4. Il résulte de tout ce qui précède que M. A... est fondé à soutenir que c'est à tort que, par le jugement attaqué, le Tribunal administratif de Paris a rejeté sa demande.
Sur les conclusions à fin d'injonction :
5. Le présent arrêt, par lequel la Cour fait droit aux conclusions à fin d'annulation présentées par M. A..., n'implique cependant pas, eu égard au motif d'annulation ci-dessus énoncé, que l'administration prenne une nouvelle décision dans un sens déterminé. Par suite, les conclusions du requérant tendant à ce que lui soit délivré un titre de séjour doivent être rejetées. Il y a seulement lieu d'enjoindre au préfet de police de statuer à nouveau sur la situation de l'intéressé dans un délai de deux mois à compter de la notification du présent arrêt et de délivrer à l'intéressé, dans l'attente de ce réexamen, une autorisation provisoire de séjour.
Sur les conclusions présentées sur le fondement de l'article L. 761-1 du code de justice administrative :
6. Il y a lieu, dans les circonstances de l'espèce, de mettre à la charge de l'Etat le versement de la somme de 1 000 euros au titre des frais exposés par M. A... et non compris dans les dépens.
DÉCIDE :
Article 1er : Le jugement n° 1603986/1-1 du 16 septembre 2016 du Tribunal administratif de Paris et l'arrêté en date du 11 février 2016 par lequel le préfet de police a rejeté la demande de titre de séjour présentée par M. A... et lui a fait obligation de quitter le territoire français dans un délai de trente jours en fixant son pays de destination sont annulés.
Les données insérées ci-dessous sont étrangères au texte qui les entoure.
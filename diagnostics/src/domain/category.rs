// Copyright (c) 2026 100monkeys.ai
// SPDX-License-Identifier: AGPL-3.0

//! Closed error taxonomy.
//!
//! Every per-category table in the engine (decomposition, hypotheses,
//! remediation, persona routing) is an exhaustive `match` on
//! [`ErrorCategory`], so adding a variant without filling every table is a
//! compile error rather than a silent fall-through to `Unknown`.

use serde::{Deserialize, Serialize};
use std::fmt;
use std::str::FromStr;
use thiserror::Error;

#[derive(Debug, Clone, Copy, PartialEq, Eq, Hash, Serialize, Deserialize)]
#[serde(rename_all = "SCREAMING_SNAKE_CASE")]
pub enum ErrorCategory {
    Network,
    Auth,
    Syntax,
    Runtime,
    Resource,
    Config,
    Dependency,
    State,
    Unknown,
}

impl ErrorCategory {
    pub const ALL: [ErrorCategory; 9] = [
        ErrorCategory::Network,
        ErrorCategory::Auth,
        ErrorCategory::Syntax,
        ErrorCategory::Runtime,
        ErrorCategory::Resource,
        ErrorCategory::Config,
        ErrorCategory::Dependency,
        ErrorCategory::State,
        ErrorCategory::Unknown,
    ];

    pub fn as_str(&self) -> &'static str {
        match self {
            ErrorCategory::Network => "NETWORK",
            ErrorCategory::Auth => "AUTH",
            ErrorCategory::Syntax => "SYNTAX",
            ErrorCategory::Runtime => "RUNTIME",
            ErrorCategory::Resource => "RESOURCE",
            ErrorCategory::Config => "CONFIG",
            ErrorCategory::Dependency => "DEPENDENCY",
            ErrorCategory::State => "STATE",
            ErrorCategory::Unknown => "UNKNOWN",
        }
    }
}

impl fmt::Display for ErrorCategory {
    fn fmt(&self, f: &mut fmt::Formatter<'_>) -> fmt::Result {
        f.write_str(self.as_str())
    }
}

#[derive(Debug, Error)]
#[error("unknown error category: {0}")]
pub struct ParseCategoryError(pub String);

impl FromStr for ErrorCategory {
    type Err = ParseCategoryError;

    fn from_str(s: &str) -> Result<Self, Self::Err> {
        Self::ALL
            .into_iter()
            .find(|category| category.as_str().eq_ignore_ascii_case(s.trim()))
            .ok_or_else(|| ParseCategoryError(s.to_string()))
    }
}
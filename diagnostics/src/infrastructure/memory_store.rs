// Copyright (c) 2026 100monkeys.ai
// SPDX-License-Identifier: AGPL-3.0

//! In-memory store implementations
//! Used by tests and by callers that do not need durability

use async_trait::async_trait;
use parking_lot::RwLock;
use serde::{Deserialize, Serialize};
use std::sync::Arc;

use crate::application::{FixStoreProvider, WorkspaceRef};
use crate::domain::{
    rank_relevant, ActorSummary, EpisodeId, EpisodicRecord, FixMemoryEntry, FixStore, Reflection,
    ReflectionId, ReflectionRepository, ReflexionStats, RepositoryError,
};

#[derive(Default)]
pub struct InMemoryFixStore {
    entries: RwLock<Vec<FixMemoryEntry>>,
}

impl InMemoryFixStore {
    pub fn new() -> Self {
        Self::default()
    }
}

#[async_trait]
impl FixStore for InMemoryFixStore {
    async fn load(&self) -> Result<Vec<FixMemoryEntry>, RepositoryError> {
        Ok(self.entries.read().clone())
    }

    async fn save(&self, entries: &[FixMemoryEntry]) -> Result<(), RepositoryError> {
        *self.entries.write() = entries.to_vec();
        Ok(())
    }
}

/// A fresh in-memory store per workspace
pub struct InMemoryFixStoreProvider;

impl FixStoreProvider for InMemoryFixStoreProvider {
    fn store_for(&self, _workspace: &WorkspaceRef) -> Arc<dyn FixStore> {
        Arc::new(InMemoryFixStore::new())
    }
}

/// Episodes and reflections as one document
#[derive(Debug, Clone, Default, Serialize, Deserialize)]
pub(crate) struct ReflexionState {
    #[serde(default)]
    pub episodes: Vec<EpisodicRecord>,
    #[serde(default)]
    pub reflections: Vec<Reflection>,
}

impl ReflexionState {
    pub fn update_effectiveness(&mut self, id: ReflectionId, helped: bool) -> Result<Reflection, RepositoryError> {
        let reflection = self
            .reflections
            .iter_mut()
            .find(|r| r.id == id)
            .ok_or_else(|| RepositoryError::NotFound(format!("Reflection {} not found", id)))?;
        reflection.record_outcome(helped);
        Ok(reflection.clone())
    }

    pub fn delete_reflection(&mut self, id: ReflectionId) -> Result<(), RepositoryError> {
        let before = self.reflections.len();
        self.reflections.retain(|r| r.id != id);
        if self.reflections.len() == before {
            return Err(RepositoryError::NotFound(format!("Reflection {} not found", id)));
        }
        Ok(())
    }
}

#[derive(Default)]
pub struct InMemoryReflectionRepository {
    state: RwLock<ReflexionState>,
}

impl InMemoryReflectionRepository {
    pub fn new() -> Self {
        Self::default()
    }
}

#[async_trait]
impl ReflectionRepository for InMemoryReflectionRepository {
    async fn create_episodic_record(&self, record: &EpisodicRecord) -> Result<EpisodeId, RepositoryError> {
        self.state.write().episodes.push(record.clone());
        Ok(record.id)
    }

    async fn create_reflection(&self, reflection: &Reflection) -> Result<ReflectionId, RepositoryError> {
        self.state.write().reflections.push(reflection.clone());
        Ok(reflection.id)
    }

    async fn find_relevant_reflections(
        &self,
        task_type: &str,
        keywords: &[String],
        limit: usize,
    ) -> Result<Vec<Reflection>, RepositoryError> {
        Ok(rank_relevant(&self.state.read().reflections, task_type, keywords, limit))
    }

    async fn update_reflection_effectiveness(
        &self,
        id: ReflectionId,
        helped: bool,
    ) -> Result<Reflection, RepositoryError> {
        self.state.write().update_effectiveness(id, helped)
    }

    async fn find_reflection(&self, id: ReflectionId) -> Result<Option<Reflection>, RepositoryError> {
        Ok(self.state.read().reflections.iter().find(|r| r.id == id).cloned())
    }

    async fn all_reflections(&self) -> Result<Vec<Reflection>, RepositoryError> {
        Ok(self.state.read().reflections.clone())
    }

    async fn delete_reflection(&self, id: ReflectionId) -> Result<(), RepositoryError> {
        self.state.write().delete_reflection(id)
    }

    async fn stats(&self) -> Result<ReflexionStats, RepositoryError> {
        let state = self.state.read();
        Ok(ReflexionStats::compute(&state.episodes, &state.reflections))
    }

    async fn actor_summary(&self, actor: &str) -> Result<ActorSummary, RepositoryError> {
        let state = self.state.read();
        Ok(ActorSummary::compute(actor, &state.episodes, &state.reflections))
    }
}

#[cfg(test)]
mod tests {
    use super::*;
    use crate::domain::{effectiveness, OutcomeStatus};
    use chrono::Utc;

    fn reflection(task_type: &str) -> Reflection {
        Reflection {
            id: ReflectionId::new(),
            timestamp: Utc::now(),
            actor: "builder".to_string(),
            task_type: task_type.to_string(),
            task_description: "desc".to_string(),
            attempt_number: 1,
            outcome: OutcomeStatus::Failure,
            root_cause: "rc".to_string(),
            specific_error: "err".to_string(),
            correction_action: "act".to_string(),
            correction_reasoning: "why".to_string(),
            correction_confidence: 0.5,
            keywords: vec!["api".to_string()],
            times_helped: 0,
            times_failed: 0,
            effectiveness_score: effectiveness(0, 0),
        }
    }

    #[test]
    fn test_fix_store_starts_empty() {
        let store = InMemoryFixStore::new();
        let entries = tokio_test::block_on(store.load()).unwrap();
        assert!(entries.is_empty());
    }

    #[tokio::test]
    async fn test_find_relevant_and_update() {
        let repo = InMemoryReflectionRepository::new();
        let r = reflection("deploy");
        repo.create_reflection(&r).await.unwrap();
        repo.create_reflection(&reflection("lint")).await.unwrap();

        let found = repo.find_relevant_reflections("DEPLOY", &[], 3).await.unwrap();
        assert_eq!(found.len(), 1);
        assert_eq!(found[0].id, r.id);

        let updated = repo.update_reflection_effectiveness(r.id, true).await.unwrap();
        assert_eq!(updated.times_helped, 1);
        let stored = repo.find_reflection(r.id).await.unwrap().unwrap();
        assert_eq!(stored.effectiveness_score, updated.effectiveness_score);
    }

    #[tokio::test]
    async fn test_missing_reflection_is_not_found() {
        let repo = InMemoryReflectionRepository::new();
        assert!(matches!(
            repo.update_reflection_effectiveness(ReflectionId::new(), true).await,
            Err(RepositoryError::NotFound(_))
        ));
        assert!(matches!(
            repo.delete_reflection(ReflectionId::new()).await,
            Err(RepositoryError::NotFound(_))
        ));
    }
}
Article 2 : Il est enjoint au préfet de police de procéder au réexamen de la demande de titre de séjour présentée par M. A... dans un délai de deux mois à compter de la notification du présent arrêt et de lui délivrer, dans l'attente de cette décision, une autorisation provisoire de séjour.
Article 3 : L'Etat versera à M. A... une somme de 1 000 euros au titre de l'article L. 761-1 du code de justice administrative.
Article 4 : Le surplus des conclusions de la requête est rejeté.
Article 5 : Le présent arrêt sera notifié à M. B... A..., au ministre de l'intérieur et au préfet de police.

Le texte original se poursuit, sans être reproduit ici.